I thought UDF was jiggered towards some awkward "sorta arbitrarily rewritable like a floppy, but not backwards-compatible and requires a very slow pre-format" CD-RW packet-mode. I tried it out once, it didn't take long to figure the whole thing wasn't worth the bother.

My theory is Linux images are still ISO9660 because the Linux ecosystem was heavily bring-your-own-media since at least the turn of the century. ISO images are simple and almost universally supported by burning software so distro devs supply them. A toolchain develops around authoring them for things live environments. DVDs and then USB come around and the toolchain evolves for end users to "burn" USB drives, but the limitations of ISO9660 images never become enough of a roadblock that that link in the toolchain gets swapped out. It's kinda like how rather than fixing Makefiles, they went out and invented Autotools and CMake.

Whereas windows didn't really officially dip its toes into BYOM for a lot later. DVD burners were already a thing you could expect the sorts of people who were downloading images off of MSDN to have access to. And multi-gigabyte thumbdrives were getting affordable too. And they don't have the momentum of an existing ISO ecosystem to deal with so hey, no reason not to use something more robust.

in reply to @cathoderaydude's post:

I recently learned that Windows Boot Manager is capable of booting VHDX disk images without a "host" OS, which blows my mind as someone who grew up using BIOS.

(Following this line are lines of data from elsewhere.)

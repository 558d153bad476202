//! Test-only helpers for sinks and log capture.

use std::io;
use std::sync::{Arc, Mutex, PoisonError};

use anyhow::{Result, anyhow};
use tracing::Level;

use crate::core::step::TrackedStep;
use crate::sink::StepSink;

/// Shared in-memory buffer usable as a `tracing_subscriber` writer.
#[derive(Debug, Clone, Default)]
pub struct CaptureWriter(Arc<Mutex<Vec<u8>>>);

impl CaptureWriter {
    pub fn contents(&self) -> String {
        let buf = self.0.lock().unwrap_or_else(PoisonError::into_inner);
        String::from_utf8_lossy(&buf).into_owned()
    }
}

impl io::Write for CaptureWriter {
    fn write(&mut self, data: &[u8]) -> io::Result<usize> {
        self.0
            .lock()
            .unwrap_or_else(PoisonError::into_inner)
            .extend_from_slice(data);
        Ok(data.len())
    }

    fn flush(&mut self) -> io::Result<()> {
        Ok(())
    }
}

/// Run `f` under a thread-local subscriber capped at `max_level` and return
/// everything it logged, without ANSI colors or timestamps.
pub fn capture_logs<R>(max_level: Level, f: impl FnOnce() -> R) -> String {
    let writer = CaptureWriter::default();
    let make_writer = writer.clone();
    let subscriber = tracing_subscriber::fmt()
        .with_max_level(max_level)
        .with_ansi(false)
        .without_time()
        .with_writer(move || make_writer.clone())
        .finish();
    tracing::subscriber::with_default(subscriber, f);
    writer.contents()
}

/// Sink whose `on_end_step` always fails.
#[derive(Debug, Clone, Copy, Default)]
pub struct FailingSink;

impl StepSink for FailingSink {
    fn on_end_step(&self, step: &TrackedStep) -> Result<()> {
        Err(anyhow!("sink rejected step {}", step.id()))
    }
}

You just make an NTFS partition, fill it with VHDXs with different versions of Windows, and then you can make those VHDXs boot devices with BCDEdit. On boot, you pick your image, and the boot manager boots it as a virtual partition that makes itself the C: drive, and assigns the physical partition to D:. Which goes against everything I learned about how boot devices work under BIOS. A million iterations of the OS all sharing the same partition and all visible to one another.